* _TASK TO CARRY OUT_:
Please set down the entries below once more, exactly.

* _DATASET RECORDS_:
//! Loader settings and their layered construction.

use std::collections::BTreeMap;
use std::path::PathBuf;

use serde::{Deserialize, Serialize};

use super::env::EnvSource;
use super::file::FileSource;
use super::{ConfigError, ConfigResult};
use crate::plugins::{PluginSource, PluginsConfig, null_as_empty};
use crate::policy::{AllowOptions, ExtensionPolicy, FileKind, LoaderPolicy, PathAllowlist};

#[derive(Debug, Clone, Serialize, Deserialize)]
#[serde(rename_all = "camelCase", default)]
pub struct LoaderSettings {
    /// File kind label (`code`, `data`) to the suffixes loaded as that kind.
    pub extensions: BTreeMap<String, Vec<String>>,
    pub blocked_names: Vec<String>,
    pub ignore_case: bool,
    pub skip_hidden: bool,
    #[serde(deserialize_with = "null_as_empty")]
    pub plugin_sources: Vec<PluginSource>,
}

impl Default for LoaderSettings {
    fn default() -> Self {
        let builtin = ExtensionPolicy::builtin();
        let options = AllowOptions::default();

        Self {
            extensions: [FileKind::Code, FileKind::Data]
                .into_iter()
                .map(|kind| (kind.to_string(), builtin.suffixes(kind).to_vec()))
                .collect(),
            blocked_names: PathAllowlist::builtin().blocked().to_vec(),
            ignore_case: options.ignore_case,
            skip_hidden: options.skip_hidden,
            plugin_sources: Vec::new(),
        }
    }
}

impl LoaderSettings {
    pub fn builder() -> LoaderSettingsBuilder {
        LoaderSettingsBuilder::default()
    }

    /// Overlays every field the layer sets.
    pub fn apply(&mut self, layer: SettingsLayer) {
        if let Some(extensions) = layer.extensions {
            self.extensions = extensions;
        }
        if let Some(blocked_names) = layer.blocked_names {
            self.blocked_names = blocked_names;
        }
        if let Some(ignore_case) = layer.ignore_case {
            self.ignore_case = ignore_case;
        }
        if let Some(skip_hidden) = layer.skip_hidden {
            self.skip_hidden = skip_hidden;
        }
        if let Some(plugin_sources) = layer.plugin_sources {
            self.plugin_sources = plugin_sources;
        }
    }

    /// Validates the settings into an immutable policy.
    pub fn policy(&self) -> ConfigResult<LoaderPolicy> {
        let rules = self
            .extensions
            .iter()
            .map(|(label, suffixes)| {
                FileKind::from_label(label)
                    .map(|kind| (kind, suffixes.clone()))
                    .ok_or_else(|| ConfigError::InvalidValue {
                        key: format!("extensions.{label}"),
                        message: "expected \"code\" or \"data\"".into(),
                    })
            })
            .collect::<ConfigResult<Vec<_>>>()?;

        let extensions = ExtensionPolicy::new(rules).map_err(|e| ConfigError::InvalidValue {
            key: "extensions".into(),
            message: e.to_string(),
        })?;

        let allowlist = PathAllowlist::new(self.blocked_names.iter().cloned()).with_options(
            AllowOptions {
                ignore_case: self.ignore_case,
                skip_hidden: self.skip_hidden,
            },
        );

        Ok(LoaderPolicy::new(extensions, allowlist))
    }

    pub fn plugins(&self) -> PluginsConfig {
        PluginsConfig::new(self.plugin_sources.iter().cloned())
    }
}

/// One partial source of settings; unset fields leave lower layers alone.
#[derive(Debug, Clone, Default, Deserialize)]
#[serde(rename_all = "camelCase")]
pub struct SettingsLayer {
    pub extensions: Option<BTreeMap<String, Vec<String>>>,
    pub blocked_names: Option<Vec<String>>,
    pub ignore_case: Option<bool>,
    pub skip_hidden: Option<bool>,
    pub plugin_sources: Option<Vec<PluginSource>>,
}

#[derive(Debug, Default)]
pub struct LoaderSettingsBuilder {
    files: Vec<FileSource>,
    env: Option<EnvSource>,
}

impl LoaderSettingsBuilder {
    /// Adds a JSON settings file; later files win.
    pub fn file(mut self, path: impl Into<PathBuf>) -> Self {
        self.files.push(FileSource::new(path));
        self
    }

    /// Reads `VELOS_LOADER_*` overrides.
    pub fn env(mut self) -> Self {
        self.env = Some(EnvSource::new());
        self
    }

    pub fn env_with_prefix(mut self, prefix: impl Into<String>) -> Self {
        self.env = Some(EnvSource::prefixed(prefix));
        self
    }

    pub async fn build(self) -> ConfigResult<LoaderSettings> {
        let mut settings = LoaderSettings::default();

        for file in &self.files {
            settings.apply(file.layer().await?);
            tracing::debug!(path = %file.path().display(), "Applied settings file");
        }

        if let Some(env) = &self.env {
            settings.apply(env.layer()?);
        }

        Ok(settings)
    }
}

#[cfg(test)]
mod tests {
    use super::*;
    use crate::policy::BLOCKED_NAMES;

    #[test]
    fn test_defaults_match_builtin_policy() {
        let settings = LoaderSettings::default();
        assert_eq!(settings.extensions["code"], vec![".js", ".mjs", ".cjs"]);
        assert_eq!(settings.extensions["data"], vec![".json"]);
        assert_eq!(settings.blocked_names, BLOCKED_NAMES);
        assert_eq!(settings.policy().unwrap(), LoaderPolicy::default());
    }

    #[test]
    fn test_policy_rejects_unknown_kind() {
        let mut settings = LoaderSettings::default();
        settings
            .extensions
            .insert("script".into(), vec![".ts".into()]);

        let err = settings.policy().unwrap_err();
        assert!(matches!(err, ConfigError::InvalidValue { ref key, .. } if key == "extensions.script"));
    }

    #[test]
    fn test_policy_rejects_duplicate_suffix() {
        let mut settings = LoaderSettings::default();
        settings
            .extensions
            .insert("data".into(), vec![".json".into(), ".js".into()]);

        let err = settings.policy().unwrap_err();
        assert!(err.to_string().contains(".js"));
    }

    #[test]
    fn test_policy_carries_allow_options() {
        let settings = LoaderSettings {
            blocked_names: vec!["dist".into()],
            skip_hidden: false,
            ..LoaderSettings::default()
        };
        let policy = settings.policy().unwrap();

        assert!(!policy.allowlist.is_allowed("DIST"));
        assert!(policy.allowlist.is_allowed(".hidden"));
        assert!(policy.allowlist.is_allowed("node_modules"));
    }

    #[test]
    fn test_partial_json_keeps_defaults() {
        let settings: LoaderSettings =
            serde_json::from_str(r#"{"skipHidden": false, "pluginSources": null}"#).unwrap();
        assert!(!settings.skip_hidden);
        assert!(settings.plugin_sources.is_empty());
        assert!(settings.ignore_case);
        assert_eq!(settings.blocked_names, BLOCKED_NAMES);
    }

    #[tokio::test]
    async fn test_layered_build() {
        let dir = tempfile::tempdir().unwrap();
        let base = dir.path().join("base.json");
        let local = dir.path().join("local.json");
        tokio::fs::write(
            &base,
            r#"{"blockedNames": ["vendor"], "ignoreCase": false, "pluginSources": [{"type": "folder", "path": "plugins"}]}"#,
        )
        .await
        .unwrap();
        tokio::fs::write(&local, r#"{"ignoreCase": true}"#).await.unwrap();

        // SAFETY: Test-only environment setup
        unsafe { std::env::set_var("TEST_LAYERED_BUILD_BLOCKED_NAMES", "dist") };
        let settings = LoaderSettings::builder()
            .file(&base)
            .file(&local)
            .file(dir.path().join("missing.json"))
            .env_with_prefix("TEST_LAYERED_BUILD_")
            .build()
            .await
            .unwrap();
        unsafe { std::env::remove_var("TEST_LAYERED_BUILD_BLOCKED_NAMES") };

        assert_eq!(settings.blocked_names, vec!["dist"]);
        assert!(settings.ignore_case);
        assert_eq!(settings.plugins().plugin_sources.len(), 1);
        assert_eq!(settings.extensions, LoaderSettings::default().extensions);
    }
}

* _SOLVED PROBLEM_:
//! Loader settings and their layered construction.

use std::collections::BTreeMap;
use std::path::PathBuf;

use serde::{Deserialize, Serialize};

use super::env::EnvSource;
use super::file::FileSource;
use super::{ConfigError, ConfigResult};
use crate::plugins::{PluginSource, PluginsConfig, null_as_empty};
use crate::policy::{AllowOptions, ExtensionPolicy, FileKind, LoaderPolicy, PathAllowlist};

#[derive(Debug, Clone, Serialize, Deserialize)]
#[serde(rename_all = "camelCase", default)]
pub struct LoaderSettings {
    /// File kind label (`code`, `data`) to the suffixes loaded as that kind.
    pub extensions: BTreeMap<String, Vec<String>>,
    pub blocked_names: Vec<String>,
    pub ignore_case: bool,
    pub skip_hidden: bool,
    #[serde(deserialize_with = "null_as_empty")]
    pub plugin_sources: Vec<PluginSource>,
}

impl Default for LoaderSettings {
    fn default() -> Self {
        let builtin = ExtensionPolicy::builtin();
        let options = AllowOptions::default();

        Self {
            extensions: [FileKind::Code, FileKind::Data]
                .into_iter()
                .map(|kind| (kind.to_string(), builtin.suffixes(kind).to_vec()))
                .collect(),
            blocked_names: PathAllowlist::builtin().blocked().to_vec(),
            ignore_case: options.ignore_case,
            skip_hidden: options.skip_hidden,
            plugin_sources: Vec::new(),
        }
    }
}

impl LoaderSettings {
    pub fn builder() -> LoaderSettingsBuilder {
        LoaderSettingsBuilder::default()
    }

    /// Overlays every field the layer sets.
    pub fn apply(&mut self, layer: SettingsLayer) {
        if let Some(extensions) = layer.extensions {
            self.extensions = extensions;
        }
        if let Some(blocked_names) = layer.blocked_names {
            self.blocked_names = blocked_names;
        }
        if let Some(ignore_case) = layer.ignore_case {
            self.ignore_case = ignore_case;
        }
        if let Some(skip_hidden) = layer.skip_hidden {
            self.skip_hidden = skip_hidden;
        }
        if let Some(plugin_sources) = layer.plugin_sources {
            self.plugin_sources = plugin_sources;
        }
    }

    /// Validates the settings into an immutable policy.
    pub fn policy(&self) -> ConfigResult<LoaderPolicy> {
        let rules = self
            .extensions
            .iter()
            .map(|(label, suffixes)| {
                FileKind::from_label(label)
                    .map(|kind| (kind, suffixes.clone()))
                    .ok_or_else(|| ConfigError::InvalidValue {
                        key: format!("extensions.{label}"),
                        message: "expected \"code\" or \"data\"".into(),
                    })
            })
            .collect::<ConfigResult<Vec<_>>>()?;

        let extensions = ExtensionPolicy::new(rules).map_err(|e| ConfigError::InvalidValue {
            key: "extensions".into(),
            message: e.to_string(),
        })?;

        let allowlist = PathAllowlist::new(self.blocked_names.iter().cloned()).with_options(
            AllowOptions {
                ignore_case: self.ignore_case,
                skip_hidden: self.skip_hidden,
            },
        );

        Ok(LoaderPolicy::new(extensions, allowlist))
    }

    pub fn plugins(&self) -> PluginsConfig {
        PluginsConfig::new(self.plugin_sources.iter().cloned())
    }
}

/// One partial source of settings; unset fields leave lower layers alone.
#[derive(Debug, Clone, Default, Deserialize)]
#[serde(rename_all = "camelCase")]
pub struct SettingsLayer {
    pub extensions: Option<BTreeMap<String, Vec<String>>>,
    pub blocked_names: Option<Vec<String>>,
    pub ignore_case: Option<bool>,
    pub skip_hidden: Option<bool>,
    pub plugin_sources: Option<Vec<PluginSource>>,
}

#[derive(Debug, Default)]
pub struct LoaderSettingsBuilder {
    files: Vec<FileSource>,
    env: Option<EnvSource>,
}

impl LoaderSettingsBuilder {
    /// Adds a JSON settings file; later files win.
    pub fn file(mut self, path: impl Into<PathBuf>) -> Self {
        self.files.push(FileSource::new(path));
        self
    }

    /// Reads `VELOS_LOADER_*` overrides.
    pub fn env(mut self) -> Self {
        self.env = Some(EnvSource::new());
        self
    }

    pub fn env_with_prefix(mut self, prefix: impl Into<String>) -> Self {
        self.env = Some(EnvSource::prefixed(prefix));
        self
    }

    pub async fn build(self) -> ConfigResult<LoaderSettings> {
        let mut settings = LoaderSettings::default();

        for file in &self.files {
            settings.apply(file.layer().await?);
            tracing::debug!(path = %file.path().display(), "Applied settings file");
        }

        if let Some(env) = &self.env {
            settings.apply(env.layer()?);
        }

        Ok(settings)
    }
}

#[cfg(test)]
mod tests {
    use super::*;
    use crate::policy::BLOCKED_NAMES;

    #[test]
    fn test_defaults_match_builtin_policy() {
        let settings = LoaderSettings::default();
        assert_eq!(settings.extensions["code"], vec![".js", ".mjs", ".cjs"]);
        assert_eq!(settings.extensions["data"], vec![".json"]);
        assert_eq!(settings.blocked_names, BLOCKED_NAMES);
        assert_eq!(settings.policy().unwrap(), LoaderPolicy::default());
    }

    #[test]
    fn test_policy_rejects_unknown_kind() {
        let mut settings = LoaderSettings::default();
        settings
            .extensions
            .insert("script".into(), vec![".ts".into()]);

        let err = settings.policy().unwrap_err();
        assert!(matches!(err, ConfigError::InvalidValue { ref key, .. } if key == "extensions.script"));
    }

    #[test]
    fn test_policy_rejects_duplicate_suffix() {
        let mut settings = LoaderSettings::default();
        settings
            .extensions
            .insert("data".into(), vec![".json".into(), ".js".into()]);

        let err = settings.policy().unwrap_err();
        assert!(err.to_string().contains(".js"));
    }

    #[test]
    fn test_policy_carries_allow_options() {
        let settings = LoaderSettings {
            blocked_names: vec!["dist".into()],
            skip_hidden: false,
            ..LoaderSettings::default()
        };
        let policy = settings.policy().unwrap();

        assert!(!policy.allowlist.is_allowed("DIST"));
        assert!(policy.allowlist.is_allowed(".hidden"));
        assert!(policy.allowlist.is_allowed("node_modules"));
    }

    #[test]
    fn test_partial_json_keeps_defaults() {
        let settings: LoaderSettings =
            serde_json::from_str(r#"{"skipHidden": false, "pluginSources": null}"#).unwrap();
        assert!(!settings.skip_hidden);
        assert!(settings.plugin_sources.is_empty());
        assert!(settings.ignore_case);
        assert_eq!(settings.blocked_names, BLOCKED_NAMES);
    }

    #[tokio::test]
    async fn test_layered_build() {
        let dir = tempfile::tempdir().unwrap();
        let base = dir.path().join("base.json");
        let local = dir.path().join("local.json");
        tokio::fs::write(
            &base,
            r#"{"blockedNames": ["vendor"], "ignoreCase": false, "pluginSources": [{"type": "folder", "path": "plugins"}]}"#,
        )
        .await
        .unwrap();
        tokio::fs::write(&local, r#"{"ignoreCase": true}"#).await.unwrap();

        // SAFETY: Test-only environment setup
        unsafe { std::env::set_var("TEST_LAYERED_BUILD_BLOCKED_NAMES", "dist") };
        let settings = LoaderSettings::builder()
            .file(&base)
            .file(&local)
            .file(dir.path().join("missing.json"))
            .env_with_prefix("TEST_LAYERED_BUILD_")
            .build()
            .await
            .unwrap();
        unsafe { std::env::remove_var("TEST_LAYERED_BUILD_BLOCKED_NAMES") };

        assert_eq!(settings.blocked_names, vec!["dist"]);
        assert!(settings.ignore_case);
        assert_eq!(settings.plugins().plugin_sources.len(), 1);
        assert_eq!(settings.extensions, LoaderSettings::default().extensions);
    }
}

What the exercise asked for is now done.